I have about 10000 replicates of a sample in a matrix. My matrix has 1000 rows and 6 columns. Numbers in the columns range from 0:58 depending on the sample.
Here is a data.table
implementation:
library(data.table)
dt <- data.table(new.matrix)
head(dt[, list(repeats=.N, id=.I[[1]]), by=names(dt)][order(repeats, decreasing=T)], 20)
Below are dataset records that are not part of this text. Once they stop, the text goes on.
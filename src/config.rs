//! Configuration for the live session engine

use std::time::Duration;

const HOST: &str = "generativelanguage.googleapis.com";
const SERVICE_PATH: &str =
    "google.ai.generativelanguage.v1beta.GenerativeService.BidiGenerateContent";
const DEFAULT_MODEL: &str = "models/gemini-2.0-flash-exp";

/// Capture and playback sample rate in Hz.
pub const SAMPLE_RATE: u32 = 24_000;
/// Longest image side sent to the service, in pixels.
pub const MAX_IMAGE_DIMENSION: u32 = 1024;
/// JPEG re-encode quality for outgoing frames.
pub const JPEG_QUALITY: u8 = 70;
/// Minimum spacing between accepted camera frames.
pub const IMAGE_SEND_INTERVAL: Duration = Duration::from_millis(3000);

/// Configuration for a live session.
///
/// [`LiveConfig::from_api_key`] fills in the production endpoint; the fields
/// are public so tests and self-hosted endpoints can point elsewhere.
#[derive(Debug, Clone)]
pub struct LiveConfig {
    /// Full WebSocket URL, including the API key query parameter.
    pub url: String,
    /// Model identifier sent in the setup handshake.
    pub model: String,
    /// Initial mute state: muted sessions request text-only responses.
    pub muted: bool,
    /// PCM sample rate for capture and playback.
    pub sample_rate: u32,
    /// Samples per blocking device read; also the audio chunk granularity.
    pub capture_frame_samples: usize,
    /// Longest allowed image side before scaling.
    pub max_image_dimension: u32,
    /// JPEG quality for outgoing frames.
    pub jpeg_quality: u8,
    /// Minimum interval between accepted camera frames.
    pub image_send_interval: Duration,
}

impl Default for LiveConfig {
    fn default() -> Self {
        Self {
            url: String::new(),
            model: DEFAULT_MODEL.to_string(),
            muted: false,
            sample_rate: SAMPLE_RATE,
            // 100 ms of audio per device read
            capture_frame_samples: (SAMPLE_RATE / 10) as usize,
            max_image_dimension: MAX_IMAGE_DIMENSION,
            jpeg_quality: JPEG_QUALITY,
            image_send_interval: IMAGE_SEND_INTERVAL,
        }
    }
}

impl LiveConfig {
    /// Build a config pointing at the production endpoint.
    pub fn from_api_key(api_key: &str) -> Self {
        Self {
            url: format!("wss://{}/ws/{}?key={}", HOST, SERVICE_PATH, api_key),
            ..Default::default()
        }
    }
}

#[cfg(test)]
mod tests {
    use super::*;

    #[test]
    fn from_api_key_builds_endpoint_url() {
        let config = LiveConfig::from_api_key("secret");
        assert!(config.url.starts_with("wss://generativelanguage.googleapis.com/ws/"));
        assert!(config.url.ends_with("?key=secret"));
        assert_eq!(config.sample_rate, 24_000);
        assert!(!config.muted);
    }
}
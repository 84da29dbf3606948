//! Outbound audio pipeline
//!
//! A dedicated thread blocks on the input device while recording is active.
//! Samples are appended to a mutex-guarded accumulator and atomically
//! drained after each append; every drained batch becomes one chunk,
//! little-endian packed, base64-encoded, framed, and sent. Chunk boundaries
//! follow device read granularity, not a timer.

use crate::device::{AudioInput, AudioInputFn};
use crate::events::{EventKind, HostEvent, MessageCallback};
use crate::fifo::ChunkFifo;
use crate::protocol::{self, AUDIO_MIME};
use crate::session::SessionHandle;
use base64::engine::general_purpose::STANDARD;
use base64::Engine;
use std::sync::atomic::{AtomicBool, Ordering};
use std::sync::Arc;
use tokio::runtime::Handle;
use tokio::sync::mpsc::{self, UnboundedReceiver, UnboundedSender};
use tracing::{debug, error, info};

const ACCUMULATOR_CAPACITY: usize = 256;

/// Captures microphone audio and streams it to the session.
pub struct AudioCapturePipeline {
    session: SessionHandle,
    runtime: Handle,
    callback: MessageCallback,
    recording: Arc<AtomicBool>,
    accumulator: Arc<ChunkFifo<Vec<i16>>>,
    frame_samples: usize,
}

impl AudioCapturePipeline {
    pub fn new(
        session: SessionHandle,
        runtime: Handle,
        callback: MessageCallback,
        frame_samples: usize,
    ) -> Self {
        Self {
            session,
            runtime,
            callback,
            recording: Arc::new(AtomicBool::new(false)),
            accumulator: Arc::new(ChunkFifo::new(ACCUMULATOR_CAPACITY)),
            frame_samples,
        }
    }

    /// Acquire the input device and start the capture loop.
    ///
    /// No-op when already recording. Device failures are reported through
    /// the host callback; the pipeline simply does not start.
    pub fn start(&self, factory: &AudioInputFn) {
        if self.recording.swap(true, Ordering::SeqCst) {
            debug!("audio capture already running");
            return;
        }

        let device = match factory() {
            Ok(device) => device,
            Err(e) => {
                self.recording.store(false, Ordering::SeqCst);
                error!("audio input unavailable: {e}");
                (self.callback)(HostEvent::new(
                    format!("audio input unavailable: {e}"),
                    EventKind::Error,
                ));
                return;
            }
        };

        let (chunk_tx, chunk_rx) = mpsc::unbounded_channel();
        self.runtime
            .spawn(encode_loop(chunk_rx, self.session.clone()));

        let recording = Arc::clone(&self.recording);
        let accumulator = Arc::clone(&self.accumulator);
        let frame_samples = self.frame_samples;
        let spawned = std::thread::Builder::new()
            .name("audio-capture".into())
            .spawn(move || {
                info!("audio capture started ({frame_samples} samples per read)");
                let mut device = device;
                capture_loop(
                    device.as_mut(),
                    &recording,
                    &accumulator,
                    frame_samples,
                    &chunk_tx,
                );
                recording.store(false, Ordering::SeqCst);
                info!("audio capture stopped");
                // device dropped here, releasing it
            });
        if let Err(e) = spawned {
            self.recording.store(false, Ordering::SeqCst);
            error!("failed to spawn audio capture thread: {e}");
            (self.callback)(HostEvent::new(
                format!("audio capture unavailable: {e}"),
                EventKind::Error,
            ));
        }
    }

    /// Flag the capture loop to stop at its next iteration boundary.
    pub fn stop(&self) {
        if self.recording.swap(false, Ordering::SeqCst) {
            info!("stopping audio capture");
        }
    }

    pub fn is_recording(&self) -> bool {
        self.recording.load(Ordering::SeqCst)
    }

    /// Drop any samples not yet submitted.
    pub fn clear(&self) {
        self.accumulator.clear();
    }
}

fn capture_loop(
    device: &mut dyn AudioInput,
    recording: &AtomicBool,
    accumulator: &ChunkFifo<Vec<i16>>,
    frame_samples: usize,
    chunk_tx: &UnboundedSender<Vec<i16>>,
) {
    while recording.load(Ordering::SeqCst) {
        let mut buf = vec![0i16; frame_samples];
        match device.read(&mut buf) {
            Ok(0) => continue,
            Ok(read) => {
                buf.truncate(read);
                accumulator.push(buf);
                let drained = accumulator.drain_all();
                if drained.is_empty() {
                    continue;
                }
                let mut samples = Vec::with_capacity(drained.iter().map(Vec::len).sum());
                for piece in drained {
                    samples.extend_from_slice(&piece);
                }
                if chunk_tx.send(samples).is_err() {
                    debug!("encoder task gone, stopping capture");
                    break;
                }
            }
            Err(e) => {
                error!("audio read failed: {e}");
                break;
            }
        }
    }
}

/// Packs, encodes, and frames chunks in submission order.
async fn encode_loop(mut rx: UnboundedReceiver<Vec<i16>>, session: SessionHandle) {
    while let Some(samples) = rx.recv().await {
        let mut pcm = Vec::with_capacity(samples.len() * 2);
        for sample in &samples {
            pcm.extend_from_slice(&sample.to_le_bytes());
        }
        let b64 = STANDARD.encode(&pcm);
        session.send(protocol::encode_media_chunk(&b64, AUDIO_MIME));
    }
}
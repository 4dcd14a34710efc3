//! Flow-controlled writes over a [`Sink`].

use std::sync::Arc;
use std::sync::atomic::{AtomicBool, Ordering};

use tokio::sync::{Mutex, oneshot};
use tracing::trace;

use crate::cancel::Pending;
use crate::error::StreamError;
use crate::source::Sink;

const BUSY: &str = "sink is in use by another write or close";

/// Wraps a sink so writes only proceed once it signals readiness.
///
/// `write` and `close` run detached: dropping the returned [`Pending`] stops the caller
/// from being notified but lets the sink operation finish, since sinks cannot abort a
/// partial write. A write or close issued while another one is still in flight fails
/// immediately with [`StreamError::Usage`]. Readiness waits never count as a claim: a write
/// queues behind them on the sink lock.
pub struct BackpressureGate<W> {
	sink: Arc<Mutex<W>>,
	claimed: Arc<AtomicBool>,
}

/// Exclusive write/close claim, released when the operation finishes or is dropped.
struct Claim(Arc<AtomicBool>);

impl Claim {
	fn acquire(flag: &Arc<AtomicBool>) -> Option<Self> {
		flag.compare_exchange(false, true, Ordering::AcqRel, Ordering::Acquire)
			.ok()
			.map(|_| Self(Arc::clone(flag)))
	}
}

impl Drop for Claim {
	fn drop(&mut self) {
		self.0.store(false, Ordering::Release);
	}
}

impl<W> BackpressureGate<W>
where
	W: Sink + 'static,
{
	/// Wraps a sink.
	pub fn new(sink: W) -> Self {
		Self {
			sink: Arc::new(Mutex::new(sink)),
			claimed: Arc::new(AtomicBool::new(false)),
		}
	}

	/// Waits for readiness, then writes `item`.
	pub fn write(&self, item: W::Item) -> Pending<()>
	where
		W::Item: 'static,
	{
		let Some(claim) = Claim::acquire(&self.claimed) else {
			return Pending::ready(Err(StreamError::Usage(BUSY)));
		};
		let sink = Arc::clone(&self.sink);
		Pending::spawn(async move {
			let _claim = claim;
			let mut sink = sink.lock().await;
			sink.ready().await.map_err(into_sink_error)?;
			sink.write(item).await.map_err(into_sink_error)
		})
	}

	/// Closes the sink.
	pub fn close(&self) -> Pending<()> {
		let Some(claim) = Claim::acquire(&self.claimed) else {
			return Pending::ready(Err(StreamError::Usage(BUSY)));
		};
		let sink = Arc::clone(&self.sink);
		Pending::spawn(async move {
			let _claim = claim;
			sink.lock().await.close().await.map_err(into_sink_error)
		})
	}

	/// Resolves once the sink has capacity.
	///
	/// Waits behind an in-flight write or close. Each call resolves independently, and a
	/// dropped `ready` stops waiting since it only observes the sink.
	pub fn ready(&self) -> Pending<()> {
		let sink = Arc::clone(&self.sink);
		let (tx, rx) = oneshot::channel();
		tokio::spawn(async move {
			let mut tx = tx;
			tokio::select! {
				_ = tx.closed() => trace!("stream.gate.ready_detached"),
				out = async { sink.lock().await.ready().await } => {
					let _ = tx.send(out.map_err(into_sink_error));
				}
			}
		});
		Pending::from_receiver(rx)
	}

	/// True while a write or close is in flight.
	pub fn is_busy(&self) -> bool {
		self.claimed.load(Ordering::Acquire)
	}
}

/// Failures coming out of a sink are sink failures, whatever the sink called them.
fn into_sink_error(err: StreamError) -> StreamError {
	match err {
		StreamError::Source(inner) => StreamError::Sink(inner),
		other => other,
	}
}

#[cfg(test)]
mod tests {
	use std::time::Duration;

	use async_trait::async_trait;
	use parking_lot::Mutex as SyncMutex;
	use tokio::sync::mpsc;

	use super::*;
	use crate::error::{NormalizedError, Result};
	use crate::source::{ChannelSink, Source};

	/// Sink whose writes wait for an external go signal.
	struct Held {
		log: Arc<SyncMutex<Vec<u32>>>,
		go: mpsc::Receiver<()>,
	}

	#[async_trait]
	impl Sink for Held {
		type Item = u32;

		async fn ready(&mut self) -> Result<()> {
			Ok(())
		}

		async fn write(&mut self, item: u32) -> Result<()> {
			let _ = self.go.recv().await;
			self.log.lock().push(item);
			Ok(())
		}

		async fn close(&mut self) -> Result<()> {
			Err(StreamError::Source(NormalizedError::new("io", "close failed")))
		}
	}

	fn held() -> (BackpressureGate<Held>, Arc<SyncMutex<Vec<u32>>>, mpsc::Sender<()>) {
		let log = Arc::new(SyncMutex::new(Vec::new()));
		let (go_tx, go) = mpsc::channel(8);
		let gate = BackpressureGate::new(Held {
			log: Arc::clone(&log),
			go,
		});
		(gate, log, go_tx)
	}

	#[tokio::test]
	async fn writes_reach_channel_in_order() {
		let (tx, mut rx) = mpsc::channel(1);
		let gate = BackpressureGate::new(ChannelSink::new(tx));
		gate.write(1).await.unwrap();
		let second = gate.write(2);
		assert_eq!(rx.pull().await, Ok(Some(1)));
		second.await.unwrap();
		assert_eq!(rx.pull().await, Ok(Some(2)));
		gate.close().await.unwrap();
		assert_eq!(rx.pull().await, Ok(None));
	}

	#[tokio::test]
	async fn overlapping_write_is_a_usage_violation() {
		let (gate, _log, go) = held();
		let first = gate.write(1);
		assert!(gate.is_busy());
		assert_eq!(gate.write(2).await, Err(StreamError::Usage(BUSY)));
		assert_eq!(gate.close().await, Err(StreamError::Usage(BUSY)));
		go.send(()).await.unwrap();
		first.await.unwrap();
	}

	#[tokio::test]
	async fn cancelled_write_still_completes() {
		let (gate, log, go) = held();
		gate.write(7).cancel();
		go.send(()).await.unwrap();
		tokio::time::timeout(Duration::from_millis(100), async {
			while gate.is_busy() {
				tokio::task::yield_now().await;
			}
		})
		.await
		.expect("detached write finishes");
		assert_eq!(*log.lock(), vec![7]);
	}

	#[tokio::test]
	async fn repeated_ready_calls_resolve_independently() {
		let (gate, _log, _go) = held();
		let a = gate.ready();
		let b = gate.ready();
		assert_eq!(b.await, Ok(()));
		assert_eq!(a.await, Ok(()));
	}

	#[tokio::test]
	async fn close_failure_is_a_sink_failure() {
		let (gate, _log, _go) = held();
		let err = gate.close().await.unwrap_err();
		assert!(matches!(err, StreamError::Sink(ref e) if e.message() == "close failed"));
	}

	#[tokio::test]
	async fn ready_waits_for_channel_capacity() {
		let (tx, mut rx) = mpsc::channel(1);
		let gate = BackpressureGate::new(ChannelSink::new(tx));
		gate.write(1).await.unwrap();

		let ready = gate.ready();
		let blocked = tokio::time::timeout(Duration::from_millis(10), ready).await;
		assert!(blocked.is_err(), "full channel is not ready");

		assert_eq!(rx.pull().await, Ok(Some(1)));
		tokio::time::timeout(Duration::from_millis(100), gate.ready())
			.await
			.expect("capacity freed")
			.unwrap();
	}

	#[tokio::test]
	async fn write_queues_behind_pending_ready() {
		let (tx, mut rx) = mpsc::channel(1);
		let gate = BackpressureGate::new(ChannelSink::new(tx));
		gate.write(1).await.unwrap();

		let ready = gate.ready();
		tokio::task::yield_now().await;
		let write = gate.write(2);
		assert!(gate.is_busy());
		assert_eq!(gate.write(3).await, Err(StreamError::Usage(BUSY)));

		assert_eq!(rx.pull().await, Ok(Some(1)));
		assert_eq!(write.await, Ok(()));
		assert!(!gate.is_busy());
		assert_eq!(rx.pull().await, Ok(Some(2)));
		assert_eq!(ready.await, Ok(()));
	}
}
# V1 V2 V3 V4 V5 V6 repeats id
# 1: 5 7 11 8 13 14 4 543
# 2: 5 11 13 5 10 14 4 579
# 3: 6 8 6 10 12 16 4 1433
# 4: 6 9 9 9 9 16 4 1688
# 5: 8 8 9 7 10 16 4 2382
# 6: 6 10 8 7 11 16 4 2965
# 7: 7 9 11 8 11 12 4 3114
# 8: 8 8 10 7 10 15 4 3546
# 9: 7 8 12 9 9 13 4 5759
# 10: 7 7 13 9 10 12 4 9021
# 11: 8 10 8 8 12 12 3 81
# 12: 9 10 7 7 11 14 3 110
# 13: 7 11 8 6 12 14 3 130
# 14: 11 9 7 7 9 15 3 143
# 15: 8 10 10 7 11 12 3 330
# 16: 8 9 10 8 13 10 3 480
# 17: 9 10 7 10 11 11 3 542
# 18: 8 6 11 9 11 13 3 555
# 19: 7 10 7 6 10 18 3 577
# 20: 7 8 10 5 12 16 3 601
where repeats
is how many times a row shows up, and id
the first row in the matrix that matches that pattern.